Somewhat related is the "GA^2M" of Caruana et al and the subsequent "Explainable Boosting Machine" in Microsoft's InterpretML, see Explainable Boosting in https://github.com/interpretml/interpret#citations. GBMs train on two-feature combinations (and single features), and those become the basis for the GAM. (And there's a ton of weirder stuff in that package's implementation, IIRC bagging the overall GAM, including an iterative fitting of the bases, using RFs as the gradient boosting base model, etc.)

@bmreiniger Rich renamed the model from GA^2M to Explainable Boosting Machine, this is all the same work, I'd say.
One of the newer iteration is described in Intelligible Models for HealthCare: Predicting Pneumonia Risk and Hospital 30-day Readmission I think?

Also, I don't get the issue with the constant in the example, shouldn't the mean predictor be the first step?

This is sooo awesome!! I'd love to have it. I pinged Harsha who works on the interpret-ml code, I hope he can have a look.
I haven't reviewed it yet but the results seem good :)

Hi everyone,

I work on interpret, which has the most recent implementation of the boosted tree based GAMs referenced in those papers -- as Andreas mentioned, we just call them Explainable Boosting Machines now in this codebase.

Rich and everyone else on our side were excited to see this PR, and we thought we might be able to help clarify some details or contribute to the discussion. For example, many of the algorithmic choices were made to make models identifiable or more explainable (e.g. enhancing smoothness of learned graphs or contributing uncertainty intervals to each shape function).

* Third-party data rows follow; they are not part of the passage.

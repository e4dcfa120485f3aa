//! Per-feature regression tests: count GLMs with a Wald test on the group term
//! and logistic regression of group membership with a likelihood-ratio test.
//!
//! Values are laid out in `CellGroups::ordered_cells` order, so the first `n1`
//! entries belong to group 1 and covariate rows follow the same order.

use anyhow::Result;
use ndarray::Array2;

use crate::testing::inference::discrete::likelihood_ratio_test;
use crate::testing::inference::glm::{
    Family, GlmOptions, design_matrix, fit_glm, fit_negative_binomial,
};
use crate::testing::utils::{sample_variance, two_sided_normal_p};
use crate::testing::{FeatureOutcome, TestResult};

/// Ridge keeping separated logistic fits finite.
const LOGISTIC_RIDGE: f64 = 1e-4;

#[derive(Debug, Clone, Copy, PartialEq, Eq)]
pub enum CountModel {
    Poisson,
    NegativeBinomial,
}

/// 1 for group 1 cells, 0 for group 2 cells.
pub fn group1_membership(n1: usize, n2: usize) -> Vec<f64> {
    let mut membership = vec![1.0; n1];
    membership.extend(std::iter::repeat_n(0.0, n2));
    membership
}

fn expressing(values: &[f64]) -> usize {
    values.iter().filter(|&&v| v > 0.0).count()
}

/// Count GLM of the feature on group membership (plus covariates).
///
/// Features expressed in fewer than `min_cells` cells of both groups, features
/// with zero variance and features whose fit fails are returned as `Skipped`.
/// The statistic is the Wald z of the group 1 coefficient.
pub fn glm_test(
    values: &[f64],
    n1: usize,
    model: CountModel,
    covariates: Option<&Array2<f64>>,
    min_cells: usize,
) -> FeatureOutcome {
    let (group1, group2) = values.split_at(n1);
    if expressing(group1) < min_cells && expressing(group2) < min_cells {
        return FeatureOutcome::Skipped(format!(
            "fewer than {} cells express the feature in either group",
            min_cells
        ));
    }
    if sample_variance(values) == 0.0 {
        return FeatureOutcome::Skipped("zero variance across the tested cells".to_string());
    }

    let membership = group1_membership(n1, values.len() - n1);
    let fitted = design_matrix(values.len(), &[membership.as_slice()], covariates).and_then(|x| {
        let opts = GlmOptions::default();
        match model {
            CountModel::Poisson => fit_glm(&x, values, None, Family::Poisson, &opts),
            CountModel::NegativeBinomial => {
                fit_negative_binomial(&x, values, None, &opts).map(|(fit, _)| fit)
            }
        }
    });

    let fit = match fitted {
        Ok(fit) => fit,
        Err(e) => return FeatureOutcome::Skipped(format!("model fit failed: {}", e)),
    };

    let z = fit.wald_z(1);
    if !z.is_finite() {
        return FeatureOutcome::Skipped("non-finite Wald statistic".to_string());
    }
    FeatureOutcome::Tested(
        TestResult::new(z, two_sided_normal_p(z))
            .with_effect_size(fit.coefficients[1])
            .with_standard_error(fit.std_errors[1]),
    )
}

/// `group ~ feature + covariates` against `group ~ covariates`, LRT with 1 df.
pub fn logistic_lr_test(
    values: &[f64],
    n1: usize,
    covariates: Option<&Array2<f64>>,
) -> Result<TestResult> {
    if sample_variance(values) == 0.0 {
        return Ok(TestResult::null().with_degrees_of_freedom(1.0));
    }

    let n = values.len();
    let membership = group1_membership(n1, n - n1);
    let opts = GlmOptions {
        ridge: LOGISTIC_RIDGE,
        ..GlmOptions::default()
    };

    let full = fit_glm(
        &design_matrix(n, &[values], covariates)?,
        &membership,
        None,
        Family::Binomial,
        &opts,
    )?;
    let null = fit_glm(
        &design_matrix(n, &[], covariates)?,
        &membership,
        None,
        Family::Binomial,
        &opts,
    )?;

    Ok(likelihood_ratio_test(full.log_likelihood, null.log_likelihood, 1.0)
        .with_effect_size(full.coefficients[1]))
}
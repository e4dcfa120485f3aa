//! Joint low-dimensional embedding: PCA followed by a seeded 2-D UMAP.

use std::collections::BTreeMap;

use anyhow::{Result, anyhow};
use log::debug;
use nalgebra::DMatrix;
use ndarray::{Array2, Axis};
use rand::rngs::StdRng;
use rand::{Rng, SeedableRng};

use crate::transfer::neighbors::knn_self;
use crate::transfer::svd::randomized_svd;

/// Principal component scores (cells x dims) of a features x cells matrix,
/// from a truncated decomposition of the centered cells x features matrix.
pub fn pca(values: &Array2<f64>, dims: usize) -> Result<Array2<f64>> {
    let (n_features, n_cells) = values.dim();
    let dims = dims.min(n_features).min(n_cells);
    if dims == 0 {
        return Err(anyhow!("PCA needs at least one feature and one cell"));
    }
    let means = values
        .mean_axis(Axis(1))
        .ok_or_else(|| anyhow!("PCA over an empty matrix"))?;
    let centered = DMatrix::from_fn(n_cells, n_features, |c, f| values[[f, c]] - means[f]);

    let svd = randomized_svd(&centered, dims)?;
    Ok(Array2::from_shape_fn((n_cells, dims), |(c, d)| {
        svd.u[(c, d)] * svd.singular_values[d]
    }))
}

#[derive(Debug, Clone)]
pub struct UmapConfig {
    pub n_neighbors: usize,
    pub min_dist: f64,
    pub spread: f64,
    pub n_epochs: usize,
    pub learning_rate: f64,
    pub negative_sample_rate: usize,
    pub seed: u64,
}

impl Default for UmapConfig {
    fn default() -> Self {
        UmapConfig {
            n_neighbors: 30,
            min_dist: 0.3,
            spread: 1.0,
            n_epochs: 200,
            learning_rate: 1.0,
            negative_sample_rate: 5,
            seed: 42,
        }
    }
}

struct Edge {
    i: usize,
    j: usize,
    weight: f64,
}

/// Per-cell bandwidth so that the neighbour memberships sum to `log2(k)`.
fn smooth_distances(neighbours: &[Vec<(usize, f64)>]) -> Vec<(f64, f64)> {
    neighbours
        .iter()
        .map(|nn| {
            let rho = nn.first().map_or(0.0, |&(_, d)| d);
            let target = (nn.len().max(2) as f64).log2();
            let (mut lo, mut hi, mut sigma) = (0.0, f64::INFINITY, 1.0);
            for _ in 0..64 {
                let total: f64 = nn.iter().map(|&(_, d)| (-(d - rho).max(0.0) / sigma).exp()).sum();
                if (total - target).abs() < 1e-5 {
                    break;
                }
                if total > target {
                    hi = sigma;
                    sigma = (lo + hi) / 2.0;
                } else {
                    lo = sigma;
                    sigma = if hi.is_infinite() { sigma * 2.0 } else { (lo + hi) / 2.0 };
                }
            }
            (rho, sigma.max(1e-3))
        })
        .collect()
}

/// Symmetrized fuzzy neighbour graph, `w_ij + w_ji - w_ij * w_ji`.
fn fuzzy_graph(neighbours: &[Vec<(usize, f64)>]) -> Vec<Edge> {
    let bandwidths = smooth_distances(neighbours);
    let mut pairs: BTreeMap<(usize, usize), (f64, f64)> = BTreeMap::new();
    for (i, nn) in neighbours.iter().enumerate() {
        let (rho, sigma) = bandwidths[i];
        for &(j, d) in nn {
            let w = (-(d - rho).max(0.0) / sigma).exp();
            if i < j {
                pairs.entry((i, j)).or_insert((0.0, 0.0)).0 = w;
            } else {
                pairs.entry((j, i)).or_insert((0.0, 0.0)).1 = w;
            }
        }
    }
    pairs
        .into_iter()
        .map(|((i, j), (a, b))| Edge { i, j, weight: a + b - a * b })
        .filter(|e| e.weight > 0.0)
        .collect()
}

/// Fit `1 / (1 + a d^(2b))` to the target membership curve by Gauss-Newton.
fn fit_curve(min_dist: f64, spread: f64) -> (f64, f64) {
    let n_points = 300;
    let max_d = 3.0 * spread;
    let (mut a, mut b) = (1.0f64, 1.0f64);
    for _ in 0..100 {
        let (mut jj00, mut jj01, mut jj11, mut jr0, mut jr1) = (0.0, 0.0, 0.0, 0.0, 0.0);
        for k in 0..n_points {
            let d = (k as f64 + 0.5) * max_d / n_points as f64;
            let target = if d <= min_dist { 1.0 } else { (-(d - min_dist) / spread).exp() };
            let d2b = d.powf(2.0 * b);
            let denom = 1.0 + a * d2b;
            let residual = 1.0 / denom - target;
            let da = -d2b / (denom * denom);
            let db = -a * d2b * 2.0 * d.ln() / (denom * denom);
            jj00 += da * da;
            jj01 += da * db;
            jj11 += db * db;
            jr0 += da * residual;
            jr1 += db * residual;
        }
        let det = jj00 * jj11 - jj01 * jj01;
        if det.abs() < 1e-20 {
            break;
        }
        let step_a = -(jj11 * jr0 - jj01 * jr1) / det;
        let step_b = -(jj00 * jr1 - jj01 * jr0) / det;
        a = (a + step_a).max(1e-3);
        b = (b + step_b).max(1e-3);
        if step_a.abs() < 1e-8 && step_b.abs() < 1e-8 {
            break;
        }
    }
    (a, b)
}

/// Two-dimensional UMAP of the rows of `data`. Identical input and seed give
/// identical coordinates.
pub fn umap(data: &Array2<f64>, config: &UmapConfig) -> Result<Array2<f64>> {
    let n = data.nrows();
    if n < 2 {
        return Err(anyhow!("UMAP needs at least two cells, got {}", n));
    }
    let k = config.n_neighbors.clamp(1, n - 1);
    let edges = fuzzy_graph(&knn_self(data, k));
    let (a, b) = fit_curve(config.min_dist, config.spread);
    debug!("UMAP over {} cells, {} edges, a = {:.4}, b = {:.4}", n, edges.len(), a, b);

    let mut rng = StdRng::seed_from_u64(config.seed);
    let mut embedding = Array2::from_shape_fn((n, 2), |_| rng.random_range(-10.0..10.0));

    let max_weight = edges.iter().map(|e| e.weight).fold(0.0, f64::max);
    if max_weight <= 0.0 || config.n_epochs == 0 {
        return Ok(embedding);
    }
    let epochs_per_sample: Vec<f64> = edges.iter().map(|e| max_weight / e.weight).collect();
    let mut next_sample = epochs_per_sample.clone();
    let clip = 4.0;

    for epoch in 0..config.n_epochs {
        let alpha = config.learning_rate * (1.0 - epoch as f64 / config.n_epochs as f64);
        for (e, edge) in edges.iter().enumerate() {
            if next_sample[e] > epoch as f64 {
                continue;
            }
            let (i, j) = (edge.i, edge.j);

            let diff = [
                embedding[[i, 0]] - embedding[[j, 0]],
                embedding[[i, 1]] - embedding[[j, 1]],
            ];
            let dist_sq = (diff[0] * diff[0] + diff[1] * diff[1]).max(1e-10);
            let attract = -2.0 * a * b * dist_sq.powf(b - 1.0) / (1.0 + a * dist_sq.powf(b));
            for d in 0..2 {
                let grad = (attract * diff[d]).clamp(-clip, clip);
                embedding[[i, d]] += alpha * grad;
                embedding[[j, d]] -= alpha * grad;
            }

            for _ in 0..config.negative_sample_rate {
                let other = rng.random_range(0..n);
                if other == i {
                    continue;
                }
                let diff = [
                    embedding[[i, 0]] - embedding[[other, 0]],
                    embedding[[i, 1]] - embedding[[other, 1]],
                ];
                let dist_sq = (diff[0] * diff[0] + diff[1] * diff[1]).max(1e-10);
                let repel = 2.0 * b / ((1e-3 + dist_sq) * (1.0 + a * dist_sq.powf(b)));
                for d in 0..2 {
                    embedding[[i, d]] += alpha * (repel * diff[d]).clamp(-clip, clip);
                }
            }
            next_sample[e] += epochs_per_sample[e];
        }
    }
    Ok(embedding)
}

We'd all be happy to talk through these details on a call sometime if @thomasjpfan or anyone else is interested!

I think the inclusion of spline-based GAMs clearly meets our inclusion criterion. Using bam as a reference as suggested by @ogrisel in #19914 (comment) will be the starting point for that.

There is still a question of inclusion for tree-based GAMs. The Intelligible Models for HealthCare: Predicting Pneumonia Risk and Hospital 30-day Readmission published in 2017 has 1k citations according to google scholar. Is this enough for inclusion? Would using benchmarks to show that tree-based GAMs perform better than spline-based GAMs be enough for inclusion?

Moving forward, I plan to work on spline-based GAMs. I think it will be strange to include the tree-based ones without the spline-based ones.

I generally agree with @thomasjpfan, but I also think it's strange to include #21020 without including tree-based GAMs first, but maybe we can have them all in the same release lol?

Deciding to include #21020 but deciding tree-based GAMs are out of scope makes no sense to me, since #21020 is a generalization of the published and relatively well-understood tree-based GAMs of Rich.

I dare to close. It's inactive for (rounded) 3 years.